I'm trying to vectorize some text with sklearn CountVectorizer. After, I want to look at features, which generate vectorizer. But instead, I got a list of codes, not words. What does this mean and how to deal with the problem? Here is my code:

vectorizer = CountVectorizer(min_df=1, stop_words='english')
X = vectorizer.fit_transform(df['message_encoding'])
vectorizer.get_feature_names()

And I got the following output:

[u'00',
u'000',
u'0000',
u'00000',
u'000000000000000000',
u'00001',
u'000017',
u'00001_copy_1',
u'00002',
u'000044392000001',
u'0001',
u'00012',
u'0004',
u'0005',
u'00077d3',

and so on.

I need real feature names (words), not these codes. Can anybody help me please?

UPDATE: I managed to deal with this problem, but now when I want to look at my words I see many words that actually are not words, but senseless sets of letters (see screenshot attached). Anybody knows how to filter this words before I use CountVectorizer?

Screenshot

Screensot of the data.head()

Dmitrij Burlaj
  • 55
  • 1
  • 3
  • 9

3 Answers3

3

You are using min_df = 1 which will include all the words which are found in at least one document ie. all the words. min_df could be considered a hyperparameter itself to remove the most commonly used words. I would recommend using spacy to tokenize the words and join them as strings before giving it as input to the Count Vectorizer.
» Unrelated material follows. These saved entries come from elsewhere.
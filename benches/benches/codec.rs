//! Benchmark suite for the ERLE/RLE pattern codec.
//!
//! Run with: cargo bench --manifest-path benches/Cargo.toml

use criterion::{criterion_group, criterion_main, BenchmarkId, Criterion, Throughput};
use dlpc900_benches::{checkerboard, half_split, sizes, solid};
use dlpc900_types::codec::{combine, decode, encode_erle, encode_rle};
use std::hint::black_box;

fn bench_erle_encode(c: &mut Criterion) {
	let mut group = c.benchmark_group("erle_encode");

	let (w, h) = sizes::DLP6500;
	let cases = [("solid", solid(w, h, 1)), ("half_split", half_split(w, h)), ("checkerboard", checkerboard(w, h))];

	for (name, pattern) in cases {
		let frame = combine(&[pattern]).unwrap().remove(0);
		group.throughput(Throughput::Elements((w * h) as u64));
		group.bench_with_input(BenchmarkId::new("dlp6500", name), &frame, |b, frame| {
			b.iter(|| black_box(encode_erle(black_box(frame)).unwrap()));
		});
	}

	group.finish();
}

fn bench_rle_encode(c: &mut Criterion) {
	let mut group = c.benchmark_group("rle_encode");

	let (w, h) = sizes::DLP6500;
	let frame = combine(&[half_split(w, h)]).unwrap().remove(0);

	group.throughput(Throughput::Elements((w * h) as u64));
	group.bench_function("dlp6500_half_split", |b| {
		b.iter(|| black_box(encode_rle(black_box(&frame)).unwrap()));
	});

	group.finish();
}

fn bench_decode(c: &mut Criterion) {
	let mut group = c.benchmark_group("decode");

	let (w, h) = sizes::DLP6500;
	let frame = combine(&[half_split(w, h)]).unwrap().remove(0);
	let encoded = encode_erle(&frame).unwrap();

	group.throughput(Throughput::Elements((w * h) as u64));
	group.bench_function("erle_dlp6500_half_split", |b| {
		b.iter(|| black_box(decode(black_box(encoded.as_bytes()), w, h).unwrap()));
	});

	group.finish();
}

fn bench_tiny_patterns(c: &mut Criterion) {
	let mut group = c.benchmark_group("erle_encode_tiny");

	let (w, h) = sizes::TINY;
	let frame = combine(&[checkerboard(w, h)]).unwrap().remove(0);

	group.bench_function("checkerboard_64x64", |b| {
		b.iter(|| black_box(encode_erle(black_box(&frame)).unwrap()));
	});

	group.finish();
}

criterion_group!(benches, bench_erle_encode, bench_rle_encode, bench_decode, bench_tiny_patterns);
criterion_main!(benches);
//! Runtime defaults: vendor/product id, HID read timeout, log filter.
//!
//! Loaded with the `config` crate from an optional TOML file plus
//! `DLPC900_`-prefixed environment overrides, the way a small CLI-facing
//! driver crate typically layers configuration.

use serde::Deserialize;

use crate::transport::{DEFAULT_PRODUCT_ID, DEFAULT_VENDOR_ID};

/// Environment variable prefix `config::Environment` strips before
/// matching a `Settings` field, e.g. `DLPC900_HID_READ_TIMEOUT_MS`.
const ENV_PREFIX: &str = "DLPC900";

/// Runtime defaults consulted when a caller doesn't override them
/// explicitly.
#[derive(Debug, Clone, Deserialize)]
#[serde(default)]
pub struct Settings {
	/// USB vendor id to search for.
	pub vendor_id: u16,
	/// USB product id to search for.
	pub product_id: u16,
	/// Which enumerated DLPC900 device to open, if more than one matches.
	pub dmd_index: usize,
	/// HID read timeout, in milliseconds.
	pub hid_read_timeout_ms: u32,
	/// `env_logger` filter directive a CLI binary seeds
	/// `RUST_LOG` with if the caller hasn't already set it.
	pub log_filter: String,
}

impl Default for Settings {
	fn default() -> Self {
		Self {
			vendor_id: DEFAULT_VENDOR_ID,
			product_id: DEFAULT_PRODUCT_ID,
			dmd_index: 0,
			hid_read_timeout_ms: crate::framer::DEFAULT_TIMEOUT_MS,
			log_filter: "warn".to_string(),
		}
	}
}

impl Settings {
	/// Loads settings layered: built-in defaults, then an optional TOML
	/// file at `path` (missing files are silently skipped), then
	/// `DLPC900_*` environment variables.
	///
	/// # Errors
	///
	/// Returns a [`config::ConfigError`] if `path` exists but fails to
	/// parse, or if an environment override can't be coerced to its
	/// field's type.
	pub fn load(path: Option<&std::path::Path>) -> Result<Self, config::ConfigError> {
		let mut builder = config::Config::builder();

		if let Some(path) = path {
			builder = builder.add_source(config::File::from(path).required(false));
		}

		builder = builder.add_source(config::Environment::with_prefix(ENV_PREFIX).separator("_"));

		builder.build()?.try_deserialize()
	}
}
mod opcode {
	pub const READ_ERROR_CODE: u16 = 0x0100;
	pub const READ_ERROR_DESCRIPTION: u16 = 0x0101;
	pub const GET_HARDWARE_STATUS: u16 = 0x1A0A;
	pub const GET_SYSTEM_STATUS: u16 = 0x1A0B;
	pub const GET_MAIN_STATUS: u16 = 0x1A0C;
	pub const GET_FIRMWARE_VERSION: u16 = 0x0205;
	pub const GET_FIRMWARE_TYPE: u16 = 0x0206;
	pub const GET_FIRMWARE_BATCH_FILE_NAME: u16 = 0x1A14;
	pub const EXECUTE_FIRMWARE_BATCH_FILE: u16 = 0x1A15;
	pub const PAT_START_STOP: u16 = 0x1A24;
	pub const DISP_MODE: u16 = 0x1A1B;
	pub const MBOX_DATA: u16 = 0x1A34;
	pub const PAT_CONFIG: u16 = 0x1A31;
	pub const PATMEM_LOAD_INIT_MASTER: u16 = 0x1A2A;
	pub const PATMEM_LOAD_DATA_MASTER: u16 = 0x1A2B;
	pub const PATMEM_LOAD_INIT_SECONDARY: u16 = 0x1A2C;
	pub const PATMEM_LOAD_DATA_SECONDARY: u16 = 0x1A2D;
	pub const TRIG_OUT1_CTL: u16 = 0x1A1D;
	pub const TRIG_OUT2_CTL: u16 = 0x1A1E;
	pub const TRIG_IN1_CTL: u16 = 0x1A35;
	pub const TRIG_IN2_CTL: u16 = 0x1A36;
}

/// Human-readable text for each device error code.
///
/// Mirrors the 0..=17 + 255 error table; unknown codes are reported as
/// `"not defined"` by [`error_description`].
const ERROR_TABLE: &[(u8, &str)] = &[
	(0, "no error"),
	(1, "batch file checksum error"),
	(2, "device failure"),
	(3, "invalid command number"),
	(4, "incompatible controller/dmd"),
	(5, "command not allowed in current mode"),
	(6, "invalid command parameter"),
	(7, "item referred by the parameter is not present"),
	(8, "out of resource (RAM/flash)"),
	(9, "invalid BMP compression type"),
	(10, "pattern bit number out of range"),
	(11, "pattern BMP not present in flash"),
	(12, "pattern dark time is out of range"),
	(13, "signal delay parameter is out of range"),
	(14, "pattern exposure time is out of range"),
	(15, "pattern number is out of range"),
	(16, "invalid pattern definition"),
	(17, "pattern image memory address is out of range"),
	(255, "internal error"),
];

/// Looks up an error code's description, falling back to `"not defined"`.
pub fn error_description(code: u8) -> &'static str {
	ERROR_TABLE
		.iter()
		.find(|(c, _)| *c == code)
		.map_or("not defined", |(_, desc)| desc)
}

const MAIN_STATUS_BITS: [&str; 8] = [
	"DMD micromirrors are parked",
	"sequencer is running normally",
	"video is frozen",
	"external video source is locked",
	"port 1 syncs valid",
	"port 2 syncs valid",
	"reserved",
	"reserved",
];

const HW_STATUS_BITS: [&str; 8] = [
	"internal initialization success",
	"incompatible controller or DMD",
	"DMD rest controller error",
	"forced swap error",
	"slave controller present",
	"reserved",
	"sequence abort status error",
	"sequencer error",
];

/// Decodes one status byte into its eight named boolean flags, in bit
/// order 0..=7.
fn decode_status_bits(byte: u8, names: &[&'static str; 8]) -> Vec<(&'static str, bool)> {
	names.iter().enumerate().map(|(bit, name)| (*name, byte & (1 << bit) != 0)).collect()
}

/// Known DLPC900-family DMD chipsets, with the fixed geometry two of them
/// ship with.
///
/// A value type rather than a trait object: every profile exposes the same
/// small set of fields, so a fixed enum is all a caller ever needs to match
/// on, and it keeps `ControllerHandle` free of dynamic dispatch.
#[derive(Debug, Clone, Copy, PartialEq, Eq)]
pub enum DmdModel {
	/// 1920x1080, single controller.
	Dlp6500,
	/// 2560x1600, dual controller (each half drives 1280 columns).
	Dlp9000,
	/// Recognized but not carrying a fixed resolution; callers must supply
	/// one out of band, e.g. via [`DeviceProfile::with_resolution`].
	Dlp670S,
	/// As [`Self::Dlp670S`].
	Dlp500Yx,
	/// As [`Self::Dlp670S`].
	Dlp5500,
	/// A `Get_Firmware_Type` reply carried a code outside 0..=5.
	Unknown(u8),
}

impl DmdModel {
	/// Maps a `Get_Firmware_Type` reply byte to a model.
	pub fn from_code(code: u8) -> Self {
		match code {
			1 => Self::Dlp6500,
			2 => Self::Dlp9000,
			3 => Self::Dlp670S,
			4 => Self::Dlp500Yx,
			5 => Self::Dlp5500,
			other => Self::Unknown(other),
		}
	}

	/// Fixed micromirror array geometry, where the chipset has one.
	///
	/// Only [`DmdModel::Dlp6500`] and [`DmdModel::Dlp9000`] have a
	/// hard-coded resolution and return `Some`; the rest require the
	/// caller to supply geometry explicitly (for instance from
	/// a persisted `Config`).
	pub fn resolution(&self) -> Option<(u32, u32)> {
		match self {
			Self::Dlp6500 => Some((1920, 1080)),
			Self::Dlp9000 => Some((2560, 1600)),
			_ => None,
		}
	}

	/// Whether this model splits each pattern across two physical
	/// controllers (and therefore across two `PATMEM_LOAD_*` command
	/// pairs).
	pub fn dual_controller(&self) -> bool {
		matches!(self, Self::Dlp9000)
	}
}

/// A fully resolved device geometry: a [`DmdModel`] paired with the width
/// and height the caller intends to drive it at.
///
/// Constructing one is the point where an `Unknown`/unresolved-geometry
/// model is turned into concrete numbers, either from [`DmdModel::resolution`]
/// or from an explicit override the caller supplies (for `Dlp670S`/`Dlp500Yx`/
/// `Dlp5500`, or to override the fixed profiles).
#[derive(Debug, Clone, Copy, PartialEq, Eq)]
pub struct DeviceProfile {
	/// Chipset this profile describes.
	pub model: DmdModel,
	/// Pattern width in pixels.
	pub width: u32,
	/// Pattern height in pixels.
	pub height: u32,
}

impl DeviceProfile {
	/// Builds a profile from a model's built-in resolution.
	///
	/// Returns `None` for models with no fixed geometry; use
	/// [`Self::with_resolution`] for those.
	pub fn from_model(model: DmdModel) -> Option<Self> {
		let (width, height) = model.resolution()?;
		Some(Self { model, width, height })
	}

	/// Builds a profile with an explicit, caller-supplied resolution.
	pub fn with_resolution(model: DmdModel, width: u32, height: u32) -> Self {
		Self { model, width, height }
	}

	/// Per-controller pattern width: half of `width` on dual-controller
	/// models, `width` otherwise.
	pub fn controller_width(&self) -> u32 {
		if self.model.dual_controller() {
			self.width / 2
		} else {
			self.width
		}
	}
}

/// A decoded `Get_Firmware_Version` reply.
#[derive(Debug, Clone, PartialEq, Eq)]
pub struct FirmwareVersion {
	/// Application firmware version, `major.minor.patch`.
	pub app_version: (u8, u8, u16),
	/// API version, `major.minor.patch`.
	pub api_version: (u8, u8, u16),
	/// Software configuration revision, `major.minor.patch`.
	pub software_config_revision: (u8, u8, u16),
	/// Sequencer configuration revision, `major.minor.patch`.
	pub sequencer_config_revision: (u8, u8, u16),
}

fn decode_version_quad(bytes: &[u8]) -> (u8, u8, u16) {
	let patch = u16::from_le_bytes([bytes[0], bytes[1]]);
	(bytes[3], bytes[2], patch)
}

/// A decoded `Get_Firmware_Type` reply.
#[derive(Debug, Clone, PartialEq, Eq)]
pub struct FirmwareType {
	/// Chipset the firmware reports.
	pub model: DmdModel,
	/// NUL-terminated firmware tag string.
	pub firmware_tag: String,
}

fn decode_nul_terminated(bytes: &[u8]) -> String {
	bytes.iter().take_while(|b| **b != 0).map(|b| *b as char).collect()
}

/// A pattern advance/start trigger edge polarity.
#[derive(Debug, Clone, Copy, PartialEq, Eq)]
pub enum TriggerEdge {
	/// Byte value 0x00.
	Rising,
	/// Byte value 0x01.
	Falling,
}

impl TriggerEdge {
	fn to_byte(self) -> u8 {
		match self {
			Self::Rising => 0x00,
			Self::Falling => 0x01,
		}
	}
}

/// Display mode the `DISP_MODE` command selects.
#[derive(Debug, Clone, Copy, PartialEq, Eq)]
pub enum PatternMode {
	/// Byte 0x00.
	Video,
	/// Byte 0x01: sequence built from previously stored BMPs.
	PreStored,
	/// Byte 0x02.
	VideoPattern,
	/// Byte 0x03: sequence uploaded fresh each run.
	OnTheFly,
}

impl PatternMode {
	fn to_byte(self) -> u8 {
		match self {
			Self::Video => 0x00,
			Self::PreStored => 0x01,
			Self::VideoPattern => 0x02,
			Self::OnTheFly => 0x03,
		}
	}
}

/// A sequencer start/stop/pause command.
#[derive(Debug, Clone, Copy, PartialEq, Eq)]
pub enum SequenceCommand {
	/// Data byte 0x02, sequence byte 0x08.
	Start,
	/// Data byte 0x00, sequence byte 0x05.
	Stop,
	/// Data byte 0x01, sequence byte 0x00.
	Pause,
}

impl SequenceCommand {
	fn bytes(self) -> (u8, u8) {
		match self {
			Self::Start => (0x02, 0x08),
			Self::Stop => (0x00, 0x05),
			Self::Pause => (0x01, 0x00),
		}
	}
}

/// Which physical controller a BMP load targets on dual-controller models.
#[derive(Debug, Clone, Copy, PartialEq, Eq)]
pub enum ControllerSelect {
	/// Master/primary controller.
	Primary,
	/// Slave/secondary controller (dual-controller models only).
	Secondary,
}

/// A thin, typed wrapper over a [`Framer`]: one method per device command,
/// translating to and from the wire payloads the driver's opcode table
/// describes.
pub struct ControllerHandle<T: Transport> {
	framer: Framer<T>,
	profile: DeviceProfile,
}
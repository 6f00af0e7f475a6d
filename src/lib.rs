#![cfg_attr(docsrs, feature(doc_auto_cfg))]

//! `dlpc900-rs` drives a TI DLPC900 digital micromirror device controller
//! over USB-HID: device discovery, the command framing layer, typed
//! wrappers for every opcode, the on-the-fly/pre-stored pattern upload
//! flows, and the ERLE/RLE image codec the device expects patterns in.
//!
//! # Examples
//!
//! ```no_run
//! use dlpc900_rs::prelude::*;
//!
//! let api = hidapi::HidApi::new()?;
//! let transport = HidTransport::open_by_index(&api, DEFAULT_VENDOR_ID, DEFAULT_PRODUCT_ID, 0)?;
//! let profile = DeviceProfile::from_model(DmdModel::Dlp6500).expect("dlp6500 has a fixed resolution");
//! let mut controller = ControllerHandle::new(transport, profile);
//! controller.set_pattern_mode(PatternMode::PreStored)?;
//! # Ok::<(), dlpc900_rs::DmdError>(())
//! ```

pub use dlpc900_internal::*;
Note: The feature names that you see are actually part of your vocabulary. It's just noise. If you want to remove them, then set min_df >1.

dhanush-ai1990
  • 325
  • 4
  • 20
  • I already changed it to min_df=2, but this did not solve the problem. I am afraid that when I try to increase this hyperparameter more, then I can lose some important words, which can be very useful in the further classification of the text. I think I need to preprocess the text in some way instead, but I don't know how to do this. – Dmitrij Burlaj Nov 22 '17 at 09:15
  • Can you try using Spacy to preprocess the text ?. Spacy is a NLP toolkit which is very good for named entity recognition and dependency parsing etc. What you could do is that you could tokenize the text using Spacy and select only the noun phrases/words using dependency parsing and use that as your vocabulary. – dhanush-ai1990 Nov 24 '17 at 16:33
  • Ok, how can I select only the noun words using dependency parsing in Spacy? Do you know some good tutorials about this? – Dmitrij Burlaj Nov 24 '17 at 18:16
  • I have 32-bit Windows 7, is it possible to install Spacy on it? On the Spacy website, they say that it compatible with 64bit Python... – Dmitrij Burlaj Nov 24 '17 at 18:20
  • Or can I do something similar with NLTK? – Dmitrij Burlaj Nov 24 '17 at 19:26
  • I think you can do something similar with NLTK. The below StackOverflow post can help you: https://stackoverflow.com/questions/7443330/how-do-i-do-dependency-parsing-in-nltk – dhanush-ai1990 Nov 27 '17 at 04:51
  • Thanks, I have parsed nouns with NLTK already, but unfortunately, this didn't help to get rid from senseless combinations of letters which CountVectorizer consider as words... And this makes my models to perform poorly. What else can be done? – Dmitrij Burlaj Nov 29 '17 at 05:06
  • I know I come late / but I just stumble into this . use the vocabulary attrib to get what you what you want – Herc01 Jun 05 '19 at 12:39
1

Here is what you can do get what you exactly want:

  vectorizer=CountVectorizer()
  vectorizer.fit_transform(df['message_encoding'])
  feat_dict=vectorizer.vocabulary_.keys()
Herc01
  • 610
  • 1
  • 8
  • 17
  • @Dmitrij Burlaj dont forget to give me a little if ever that works – Herc01 Jun 05 '19 at 12:43
  • Don't forget to use `sorted(vectorizer.vocabulary_.keys())` in order to preserve the same order as `vectorizer.get_feature_names()` return features name already sorted !!! – Boubacar Traoré Jul 18 '19 at 12:51
0

instead of vectorizer.get_feature_names() you can write vectorizer.vocabulary_.keys() to get the words.